At one point in my weekend, a Hopi woman at the camp cried out to God: "God, the people in Your church tell us that You created us in Your image, yet they can't love us for who we are."  Hearing her pain made me more convinced than ever that it is unjust and cruel for the church to make any group of people feel like they're disqualified from having been made in the image of God, or from experiencing the love and welcome of God.  It is cruel to suggest to these people that the only way to qualify as image-bearers or people worthy of God's love is to deny, hide, or alter a deep, undeniable and unchangeable part of their personhood.  Even the much more subtle "Don't ask, Don't tell" attitude in the church around sexuality is cruel, because it is another way of forcing people into hiding.  Jesus modelled a different way.  Jesus seemed almost magnetically drawn to the people the religious leaders threw out, those who carried the most shame, and he loved them until the shame slid right off of them and they remembered who they were again.

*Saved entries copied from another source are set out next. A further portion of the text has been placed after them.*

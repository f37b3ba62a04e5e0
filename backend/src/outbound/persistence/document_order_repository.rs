//! Order repository and spending report over a [`DocumentStore`].

use std::sync::Arc;

use async_trait::async_trait;
use mockable::Clock;
use mongodb::bson::{self, Document, doc};
use pagination::{DEFAULT_MAX_PAGE_SIZE, Page, PageRequest};
use serde::Deserialize;
use tracing::{Instrument, Span, debug, info, warn};

use crate::domain::ports::{IdentifierAllocator, OrderRepository, RepositoryError};
use crate::domain::{
    CustomerReport, Filter, Order, OrderDraft, ReportWindow, Timestamps, build_page,
    build_status_filter,
};

use super::documents::{
    OrderDocument, UPDATED_AT, order_document, order_fields, to_bson_datetime,
};
use super::pipeline::customer_spend_report;
use super::repository_support::{
    current_time, map_aggregation_error, map_store_error, parse_identifier,
};
use super::store::{DocumentStore, DocumentUpdate};

const ENTITY: &str = "order";

/// Default collection holding order documents.
pub const DEFAULT_ORDERS_COLLECTION: &str = "orders";

/// Row emitted by the customer spend pipeline.
#[derive(Debug, Deserialize)]
struct ReportRow {
    #[serde(rename = "_id")]
    customer_id: String,
    total: f64,
    orders: Vec<OrderDocument>,
}

impl ReportRow {
    fn decode(document: Document) -> Result<CustomerReport, RepositoryError> {
        let row: Self = bson::from_document(document)
            .map_err(|err| RepositoryError::aggregation(format!("report row: {err}")))?;
        let orders = row
            .orders
            .into_iter()
            .map(OrderDocument::into_order)
            .collect::<Result<Vec<_>, _>>()
            .map_err(map_aggregation_error)?;
        Ok(CustomerReport {
            customer_id: row.customer_id,
            total: row.total,
            orders,
        })
    }
}

/// [`OrderRepository`] backed by any [`DocumentStore`].
#[derive(Clone)]
pub struct DocumentOrderRepository {
    store: Arc<dyn DocumentStore>,
    allocator: Arc<dyn IdentifierAllocator>,
    clock: Arc<dyn Clock>,
    span: Span,
    collection: String,
    max_page_size: u32,
}

impl DocumentOrderRepository {
    pub fn new(
        store: Arc<dyn DocumentStore>,
        allocator: Arc<dyn IdentifierAllocator>,
        clock: Arc<dyn Clock>,
        span: Span,
    ) -> Self {
        Self {
            store,
            allocator,
            clock,
            span,
            collection: DEFAULT_ORDERS_COLLECTION.to_owned(),
            max_page_size: DEFAULT_MAX_PAGE_SIZE,
        }
    }

    pub fn with_collection(mut self, collection: impl Into<String>) -> Self {
        self.collection = collection.into();
        self
    }

    pub fn with_max_page_size(mut self, max_page_size: u32) -> Self {
        self.max_page_size = max_page_size;
        self
    }

    /// Caller totals are stored as given; disagreement is only reported.
    fn check_total(&self, draft: &OrderDraft) {
        if !draft.total_matches_line_items() {
            warn!(
                collection = %self.collection,
                customer_id = %draft.customer_id,
                total_price = draft.total_price,
                line_items_total = draft.line_items_total(),
                "order total does not match its line items"
            );
        }
    }

    async fn insert(&self, draft: OrderDraft) -> Result<Order, RepositoryError> {
        draft.validate()?;
        self.check_total(&draft);
        let id = self.allocator.allocate();
        let stamps = Timestamps::stamped(current_time(self.clock.as_ref()));
        let id = self
            .store
            .insert_one(&self.collection, order_document(id, &draft, stamps))
            .await
            .map_err(map_store_error)?;
        info!(collection = %self.collection, %id, "order created");
        Ok(Order::new(id, draft, stamps))
    }

    async fn fetch(&self, id: &str) -> Result<Order, RepositoryError> {
        let parsed = parse_identifier(id)?;
        let document = self
            .store
            .find_one(&self.collection, &Filter::by_id(parsed))
            .await
            .map_err(map_store_error)?
            .ok_or_else(|| RepositoryError::not_found(ENTITY, id))?;
        OrderDocument::decode(document).map_err(map_store_error)
    }

    async fn list(&self, page: PageRequest, status: &str) -> Result<Vec<Order>, RepositoryError> {
        let window = build_page(page, self.max_page_size);
        let documents = self
            .store
            .find(&self.collection, &build_status_filter(status), window)
            .await
            .map_err(map_store_error)?;
        debug!(
            collection = %self.collection,
            page = page.page(),
            limit = window.take(),
            count = documents.len(),
            "listed orders"
        );
        documents
            .into_iter()
            .map(|document| OrderDocument::decode(document).map_err(map_store_error))
            .collect()
    }

    async fn replace(&self, id: &str, draft: OrderDraft) -> Result<Order, RepositoryError> {
        let parsed = parse_identifier(id)?;
        draft.validate()?;
        self.check_total(&draft);
        let now = current_time(self.clock.as_ref());
        let update = DocumentUpdate::new(
            order_fields(&draft),
            doc! { UPDATED_AT: to_bson_datetime(now) },
        );
        let document = self
            .store
            .update_one(&self.collection, &Filter::by_id(parsed), &update)
            .await
            .map_err(map_store_error)?
            .ok_or_else(|| RepositoryError::not_found(ENTITY, id))?;
        info!(collection = %self.collection, id = %parsed, "order updated");
        OrderDocument::decode(document).map_err(map_store_error)
    }

    async fn remove(&self, id: &str) -> Result<(), RepositoryError> {
        let parsed = parse_identifier(id)?;
        let deleted = self
            .store
            .delete_one(&self.collection, &Filter::by_id(parsed))
            .await
            .map_err(map_store_error)?;
        if deleted == 0 {
            return Err(RepositoryError::not_found(ENTITY, id));
        }
        info!(collection = %self.collection, id = %parsed, "order deleted");
        Ok(())
    }

    async fn count_matching(&self, status: &str) -> Result<u64, RepositoryError> {
        self.store
            .count(&self.collection, &build_status_filter(status))
            .await
            .map_err(map_store_error)
    }

    async fn page_of(&self, page: PageRequest, status: &str) -> Result<Page<Order>, RepositoryError> {
        let effective = page.clamp_limit(self.max_page_size);
        let items = self.list(effective, status).await?;
        let total = self.count_matching(status).await?;
        Ok(Page::new(items, effective, total))
    }

    async fn report(&self, window: ReportWindow) -> Result<Vec<CustomerReport>, RepositoryError> {
        let rows = self
            .store
            .aggregate(&self.collection, &customer_spend_report(&window))
            .await
            .map_err(map_aggregation_error)?;
        let reports = rows
            .into_iter()
            .map(ReportRow::decode)
            .collect::<Result<Vec<_>, _>>()?;
        info!(
            collection = %self.collection,
            start = %window.start(),
            end = %window.end(),
            customers = reports.len(),
            "generated spending report"
        );
        Ok(reports)
    }
}

#[async_trait]
impl OrderRepository for DocumentOrderRepository {
    async fn create(&self, draft: OrderDraft) -> Result<Order, RepositoryError> {
        self.insert(draft).instrument(self.span.clone()).await
    }

    async fn find_by_id(&self, id: &str) -> Result<Order, RepositoryError> {
        self.fetch(id).instrument(self.span.clone()).await
    }

    async fn find_all(
        &self,
        page: PageRequest,
        status: &str,
    ) -> Result<Vec<Order>, RepositoryError> {
        self.list(page, status).instrument(self.span.clone()).await
    }

    async fn update(&self, id: &str, draft: OrderDraft) -> Result<Order, RepositoryError> {
        self.replace(id, draft).instrument(self.span.clone()).await
    }

    async fn delete(&self, id: &str) -> Result<(), RepositoryError> {
        self.remove(id).instrument(self.span.clone()).await
    }

    async fn count(&self, status: &str) -> Result<u64, RepositoryError> {
        self.count_matching(status)
            .instrument(self.span.clone())
            .await
    }

    async fn find_page(
        &self,
        page: PageRequest,
        status: &str,
    ) -> Result<Page<Order>, RepositoryError> {
        self.page_of(page, status)
            .instrument(self.span.clone())
            .await
    }

    async fn generate_report(
        &self,
        window: ReportWindow,
    ) -> Result<Vec<CustomerReport>, RepositoryError> {
        self.report(window).instrument(self.span.clone()).await
    }
}
//! Domain primitives and aggregates.
//!
//! Purpose: Define the strongly typed catalogue and order entities used by
//! the repositories, plus the query and report types they accept. Keep types
//! immutable and document invariants and serialisation contracts (serde) in
//! each type's Rustdoc.
//!
//! Public surface:
//! - Identifier: opaque, creation-time sortable entity identifier.
//! - Product / ProductDraft: catalogue entries and their editable fields.
//! - Order / OrderDraft / ProductInOrder / OrderStatus: customer orders.
//! - Filter and the `build_*` helpers: typed query construction.
//! - ReportWindow / CustomerReport: spending report input and output.

pub mod identifier;
pub mod order;
pub mod ports;
pub mod product;
pub mod query;
pub mod report;
pub mod timestamps;

pub use self::identifier::{Identifier, IdentifierError};
pub use self::order::{Order, OrderDraft, OrderStatus, OrderValidationError, ProductInOrder};
pub use self::product::{Product, ProductDraft, ProductValidationError};
pub use self::query::{Filter, build_page, build_search_filter, build_status_filter};
pub use self::report::{CustomerReport, ReportWindow, ReportWindowError};
pub use self::timestamps::{Timestamps, TimestampsError};
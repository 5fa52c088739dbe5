use std::{fmt, str::FromStr};

use serde::{Deserialize, Serialize};
use strum::{Display, EnumIter, EnumString};
use tracing::warn;

#[derive(
    Clone, Copy, Debug, Default, Serialize, Deserialize, PartialEq, Eq, Hash, Display, EnumIter, EnumString,
)]
#[serde(rename_all = "lowercase")]
#[strum(serialize_all = "lowercase")]
pub enum Period {
    Day,
    Week,
    Month,
    #[default]
    Year,
    /// Anything we don't recognize. Counts as once a year.
    #[serde(other)]
    Unknown,
}

impl Period {
    pub fn yearly_multiplier(&self) -> f64 {
        match self {
            Period::Day => 365.,
            Period::Week => 52.,
            Period::Month => 12.,
            Period::Year => 1.,
            Period::Unknown => 1.,
        }
    }
}

/// How often something happens, e.g. twice a month.
#[derive(Clone, Copy, Debug, Serialize, Deserialize, PartialEq)]
#[serde(from = "FrequencyRepr")]
pub struct Frequency {
    pub times: f64,
    pub period: Period,
}

impl Frequency {
    pub fn new(times: f64, period: Period) -> Self {
        Self { times, period }
    }

    pub fn yearly(times: f64) -> Self {
        Self::new(times, Period::Year)
    }

    /// Occurrences per year. Negative or NaN counts end up as zero.
    pub fn yearly_rate(&self) -> f64 {
        self.times.max(0.) * self.period.yearly_multiplier()
    }
}

impl Default for Frequency {
    fn default() -> Self {
        Self::yearly(1.)
    }
}

impl fmt::Display for Frequency {
    fn fmt(&self, f: &mut fmt::Formatter<'_>) -> fmt::Result {
        write!(f, "{}/{}", self.times, self.period)
    }
}

#[derive(Debug, Clone, PartialEq, thiserror::Error)]
#[error("unrecognized frequency: {0:?}")]
pub struct FrequencyParseError(pub String);

impl FromStr for Frequency {
    type Err = FrequencyParseError;

    /// Parses `daily`, `weekly`, `every month`, `annually`, ... and `<n>/<period>`.
    fn from_str(s: &str) -> Result<Self, Self::Err> {
        let normalized = s.trim().to_lowercase();

        let named = match normalized.as_str() {
            "daily" | "everyday" | "every day" => Some(Period::Day),
            "weekly" | "every week" => Some(Period::Week),
            "monthly" | "every month" => Some(Period::Month),
            "yearly" | "annually" | "every year" => Some(Period::Year),
            _ => None,
        };

        if let Some(period) = named {
            return Ok(Self::new(1., period));
        }

        let err = || FrequencyParseError(s.to_string());
        let (times, period) = normalized.split_once('/').ok_or_else(err)?;
        let times: f64 = times.trim().parse().map_err(|_| err())?;
        let period = period.trim();
        let period = Period::from_str(period)
            .or_else(|_| Period::from_str(period.trim_end_matches('s')))
            .map_err(|_| err())?;

        Ok(Self::new(times, period))
    }
}

/// Every shape a frequency shows up in on disk.
#[derive(Deserialize)]
#[serde(untagged)]
enum FrequencyRepr {
    Full {
        times: f64,
        #[serde(default)]
        period: Period,
    },
    /// Legacy files stored a single yearly number.
    Yearly(f64),
    Shorthand(String),
}

impl From<FrequencyRepr> for Frequency {
    fn from(value: FrequencyRepr) -> Self {
        match value {
            FrequencyRepr::Full { times, period } => Self::new(times, period),
            FrequencyRepr::Yearly(times) => Self::yearly(times),
            FrequencyRepr::Shorthand(s) => s.parse().unwrap_or_else(|e| {
                warn!("{e}, defaulting to 1/year");
                Self::default()
            }),
        }
    }
}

I know it's not easy.  There are theological issues we will have to work through.  There are the challenges of culture: figuring out what is syncretistic and idolatrous, and what is good and useful for worship.  There are the challenges of sexuality: figuring out what is impure and selfish, and what is beautiful and self-giving.  In the introduction to Richard Twiss' book, John Dawson, a white friend of Richard's, wrote this: "Far be it from me to comment on the complex cultures I see all around me.  It is up to indigenous believers themselves to separate the precious from the worthless in their cultures.  They know the Bible well and they know their cultures well."  I witnessed this thoughtful, prayerful discernment happening around me at the Wiconi gathering.  I'd like to see us say the same thing to GLBT Christians - to admit that same-sex-attracted Christians are the most qualified people to discern what in their sexuality is sinful, and what God delights in.  This is difficult work, and they will need the church's love, support and trust as they discern together.  They may choose to ask the rest of the church for help, but the work needs to begin and end with them, and so far, this has not often been the case.

At the Wiconi camp, I saw many signs of hope.  I saw First Nations people who had discovered God's delight in their cultural expressions, who were released to worship Him out of the fullness of their identity.  I saw strong people who had moved through suffering to a place of forgiving and blessing the very Christians who had hurt them.  I saw elders surround the woman from LA and her daughter at the pow wow, welcoming them into their family, honouring them with a special drum song, sending the little girl dancing joyfully ahead of them, in full regalia.  I saw the re-integration of these people's essential identity, their belovedness as children of God, with all the other God-given aspects of their personhood.  It brought tears to my eyes to see people move through depths of pain to depths of joy.

I believe that the way we treat First Nations and GLBT people are among the biggest justice issues in the Canadian church today.  As Christians, we must own our shameful involvement in residential schools, the suppression and near-obliteration of culture, and promotion of anti-gay sentiments, and we must begin to seek God's forgiveness and the forgiveness of these people.  Until we learn to radically welcome and support one another as Jesus did, vulnerable people will continue to live under burdens of shame and hate, and the church will be deeply impoverished for lack of their gifts and unique expressions of worship.  My prayer is that God will bring us back into the fullness of our identity as His beautifully diverse Bride.